- Exercise requirements
From the entries, copy every line that carries the string "level".

- Data
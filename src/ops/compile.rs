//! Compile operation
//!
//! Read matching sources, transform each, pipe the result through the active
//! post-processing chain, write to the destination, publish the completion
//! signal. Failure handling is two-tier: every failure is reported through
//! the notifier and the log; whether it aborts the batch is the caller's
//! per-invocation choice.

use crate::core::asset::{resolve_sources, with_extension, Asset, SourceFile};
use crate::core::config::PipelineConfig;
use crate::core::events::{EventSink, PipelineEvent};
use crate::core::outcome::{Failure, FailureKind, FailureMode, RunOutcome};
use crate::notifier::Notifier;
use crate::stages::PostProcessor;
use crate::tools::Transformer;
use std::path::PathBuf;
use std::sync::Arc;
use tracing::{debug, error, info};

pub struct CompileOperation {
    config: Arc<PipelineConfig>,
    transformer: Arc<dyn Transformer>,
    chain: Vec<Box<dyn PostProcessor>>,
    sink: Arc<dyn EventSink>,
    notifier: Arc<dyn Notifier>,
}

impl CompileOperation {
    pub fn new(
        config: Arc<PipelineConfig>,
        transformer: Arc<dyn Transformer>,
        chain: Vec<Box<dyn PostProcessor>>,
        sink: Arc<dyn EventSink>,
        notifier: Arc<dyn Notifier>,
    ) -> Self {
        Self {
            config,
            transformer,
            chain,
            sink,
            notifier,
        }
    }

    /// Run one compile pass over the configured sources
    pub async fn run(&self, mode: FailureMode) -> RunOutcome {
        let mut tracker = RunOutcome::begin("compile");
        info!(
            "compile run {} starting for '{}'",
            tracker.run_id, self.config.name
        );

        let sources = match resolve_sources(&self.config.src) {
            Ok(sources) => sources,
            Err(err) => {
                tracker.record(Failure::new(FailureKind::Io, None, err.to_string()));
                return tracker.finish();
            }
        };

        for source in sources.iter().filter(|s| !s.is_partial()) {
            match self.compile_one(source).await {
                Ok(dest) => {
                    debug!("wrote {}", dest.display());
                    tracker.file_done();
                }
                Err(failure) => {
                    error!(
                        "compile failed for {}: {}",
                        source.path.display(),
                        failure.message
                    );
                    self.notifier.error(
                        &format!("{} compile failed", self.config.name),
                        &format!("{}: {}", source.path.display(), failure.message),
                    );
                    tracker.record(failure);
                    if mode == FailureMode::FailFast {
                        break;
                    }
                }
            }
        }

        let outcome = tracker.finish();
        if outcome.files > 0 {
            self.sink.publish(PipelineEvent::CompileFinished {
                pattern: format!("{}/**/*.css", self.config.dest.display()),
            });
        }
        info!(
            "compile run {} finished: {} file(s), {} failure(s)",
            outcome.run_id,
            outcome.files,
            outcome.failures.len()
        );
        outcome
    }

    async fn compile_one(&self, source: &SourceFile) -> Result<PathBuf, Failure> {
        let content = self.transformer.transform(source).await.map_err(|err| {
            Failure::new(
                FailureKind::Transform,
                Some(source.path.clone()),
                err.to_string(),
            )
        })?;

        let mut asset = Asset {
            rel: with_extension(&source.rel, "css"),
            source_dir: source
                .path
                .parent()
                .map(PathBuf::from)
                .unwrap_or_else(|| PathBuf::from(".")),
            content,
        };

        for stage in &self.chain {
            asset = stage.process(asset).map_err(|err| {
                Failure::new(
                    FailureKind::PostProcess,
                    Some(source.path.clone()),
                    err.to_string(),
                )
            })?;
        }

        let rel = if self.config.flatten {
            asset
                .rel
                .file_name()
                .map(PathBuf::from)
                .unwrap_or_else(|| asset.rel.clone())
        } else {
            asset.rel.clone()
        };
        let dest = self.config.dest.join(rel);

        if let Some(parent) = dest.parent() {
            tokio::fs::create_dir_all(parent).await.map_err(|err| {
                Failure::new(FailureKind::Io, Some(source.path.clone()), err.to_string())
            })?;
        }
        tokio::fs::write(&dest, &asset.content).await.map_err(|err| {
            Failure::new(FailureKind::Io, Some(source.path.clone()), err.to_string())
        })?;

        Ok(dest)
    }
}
---
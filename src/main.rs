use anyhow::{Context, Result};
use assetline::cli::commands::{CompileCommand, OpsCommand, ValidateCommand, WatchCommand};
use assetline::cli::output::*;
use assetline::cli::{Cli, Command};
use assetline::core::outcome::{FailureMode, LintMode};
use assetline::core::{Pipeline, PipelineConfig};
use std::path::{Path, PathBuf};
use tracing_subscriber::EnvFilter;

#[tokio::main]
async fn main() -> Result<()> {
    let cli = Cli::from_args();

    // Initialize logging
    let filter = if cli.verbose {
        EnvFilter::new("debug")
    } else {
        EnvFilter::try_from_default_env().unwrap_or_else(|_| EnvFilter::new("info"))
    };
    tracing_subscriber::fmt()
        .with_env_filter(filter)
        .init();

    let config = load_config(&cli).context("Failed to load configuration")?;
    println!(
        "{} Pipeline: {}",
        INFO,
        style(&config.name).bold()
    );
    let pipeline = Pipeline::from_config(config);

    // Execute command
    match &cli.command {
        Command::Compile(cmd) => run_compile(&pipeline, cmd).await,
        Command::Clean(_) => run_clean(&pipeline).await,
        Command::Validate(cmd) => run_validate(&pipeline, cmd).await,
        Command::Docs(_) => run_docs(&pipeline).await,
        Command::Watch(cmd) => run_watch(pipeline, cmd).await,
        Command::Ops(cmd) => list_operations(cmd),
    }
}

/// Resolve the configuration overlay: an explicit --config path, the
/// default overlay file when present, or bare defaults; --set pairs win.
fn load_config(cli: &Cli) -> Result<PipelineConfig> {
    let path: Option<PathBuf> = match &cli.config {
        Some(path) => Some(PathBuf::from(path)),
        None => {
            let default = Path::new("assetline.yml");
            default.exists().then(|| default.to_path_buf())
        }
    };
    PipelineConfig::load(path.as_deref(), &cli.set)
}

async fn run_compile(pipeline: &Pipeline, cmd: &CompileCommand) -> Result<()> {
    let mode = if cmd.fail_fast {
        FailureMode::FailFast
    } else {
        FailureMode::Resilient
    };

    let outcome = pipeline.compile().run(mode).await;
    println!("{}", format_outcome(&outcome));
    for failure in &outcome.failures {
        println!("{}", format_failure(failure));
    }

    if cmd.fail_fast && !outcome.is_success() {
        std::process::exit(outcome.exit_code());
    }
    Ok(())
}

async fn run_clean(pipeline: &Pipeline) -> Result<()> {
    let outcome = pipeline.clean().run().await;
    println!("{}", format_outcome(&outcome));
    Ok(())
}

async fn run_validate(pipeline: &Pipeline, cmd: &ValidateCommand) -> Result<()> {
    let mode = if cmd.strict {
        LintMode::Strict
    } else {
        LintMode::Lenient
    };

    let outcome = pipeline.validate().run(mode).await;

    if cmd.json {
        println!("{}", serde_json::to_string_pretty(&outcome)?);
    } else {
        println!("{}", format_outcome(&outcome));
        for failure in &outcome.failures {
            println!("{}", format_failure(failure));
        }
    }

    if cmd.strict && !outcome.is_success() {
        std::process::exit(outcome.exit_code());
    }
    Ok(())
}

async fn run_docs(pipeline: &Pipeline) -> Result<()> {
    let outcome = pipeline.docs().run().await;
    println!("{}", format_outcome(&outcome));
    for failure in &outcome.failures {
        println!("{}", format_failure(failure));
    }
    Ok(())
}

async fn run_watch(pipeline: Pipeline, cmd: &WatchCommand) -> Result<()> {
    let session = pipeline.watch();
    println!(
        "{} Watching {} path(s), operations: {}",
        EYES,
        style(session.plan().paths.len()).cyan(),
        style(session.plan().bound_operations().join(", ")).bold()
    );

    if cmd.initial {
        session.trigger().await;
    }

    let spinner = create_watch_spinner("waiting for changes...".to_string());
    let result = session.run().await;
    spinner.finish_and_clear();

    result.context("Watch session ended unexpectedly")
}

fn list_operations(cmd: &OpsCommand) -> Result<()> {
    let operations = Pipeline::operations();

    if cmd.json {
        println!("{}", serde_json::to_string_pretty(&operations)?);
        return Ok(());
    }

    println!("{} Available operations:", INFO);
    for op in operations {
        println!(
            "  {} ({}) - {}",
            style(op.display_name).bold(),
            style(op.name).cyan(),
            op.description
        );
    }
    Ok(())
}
...
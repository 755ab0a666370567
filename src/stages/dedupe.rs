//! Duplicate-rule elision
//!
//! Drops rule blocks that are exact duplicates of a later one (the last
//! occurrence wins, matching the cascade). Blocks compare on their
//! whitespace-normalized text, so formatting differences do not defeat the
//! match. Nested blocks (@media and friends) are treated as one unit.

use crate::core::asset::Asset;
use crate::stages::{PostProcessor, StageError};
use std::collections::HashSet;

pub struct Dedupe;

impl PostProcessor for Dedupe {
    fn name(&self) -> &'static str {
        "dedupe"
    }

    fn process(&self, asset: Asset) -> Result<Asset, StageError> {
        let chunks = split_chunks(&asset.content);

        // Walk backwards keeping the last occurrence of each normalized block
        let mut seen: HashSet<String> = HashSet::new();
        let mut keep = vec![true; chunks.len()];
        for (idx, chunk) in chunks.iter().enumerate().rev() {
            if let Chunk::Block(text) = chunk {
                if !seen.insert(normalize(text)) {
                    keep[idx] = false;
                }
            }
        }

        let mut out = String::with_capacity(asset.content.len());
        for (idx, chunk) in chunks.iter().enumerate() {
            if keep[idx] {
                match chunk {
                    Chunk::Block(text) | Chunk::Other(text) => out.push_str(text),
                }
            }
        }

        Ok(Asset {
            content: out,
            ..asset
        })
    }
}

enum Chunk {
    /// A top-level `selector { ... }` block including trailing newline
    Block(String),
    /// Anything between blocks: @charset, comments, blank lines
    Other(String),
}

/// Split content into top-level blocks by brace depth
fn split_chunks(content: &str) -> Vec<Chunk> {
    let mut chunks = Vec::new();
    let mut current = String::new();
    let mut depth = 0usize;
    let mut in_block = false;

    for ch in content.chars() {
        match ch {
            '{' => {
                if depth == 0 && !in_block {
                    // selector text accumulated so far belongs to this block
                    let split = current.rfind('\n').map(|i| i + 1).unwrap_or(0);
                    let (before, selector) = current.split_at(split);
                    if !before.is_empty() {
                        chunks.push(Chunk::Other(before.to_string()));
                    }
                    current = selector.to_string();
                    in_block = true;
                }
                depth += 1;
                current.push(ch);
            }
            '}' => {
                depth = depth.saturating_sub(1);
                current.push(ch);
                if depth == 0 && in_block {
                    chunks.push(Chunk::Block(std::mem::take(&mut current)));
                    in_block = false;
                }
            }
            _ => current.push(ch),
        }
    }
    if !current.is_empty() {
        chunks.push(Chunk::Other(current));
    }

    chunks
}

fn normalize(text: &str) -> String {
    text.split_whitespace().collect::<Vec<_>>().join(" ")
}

- Solution
    /// A top-level `selector { ... }` block including trailing newline
/// Split content into top-level blocks by brace depth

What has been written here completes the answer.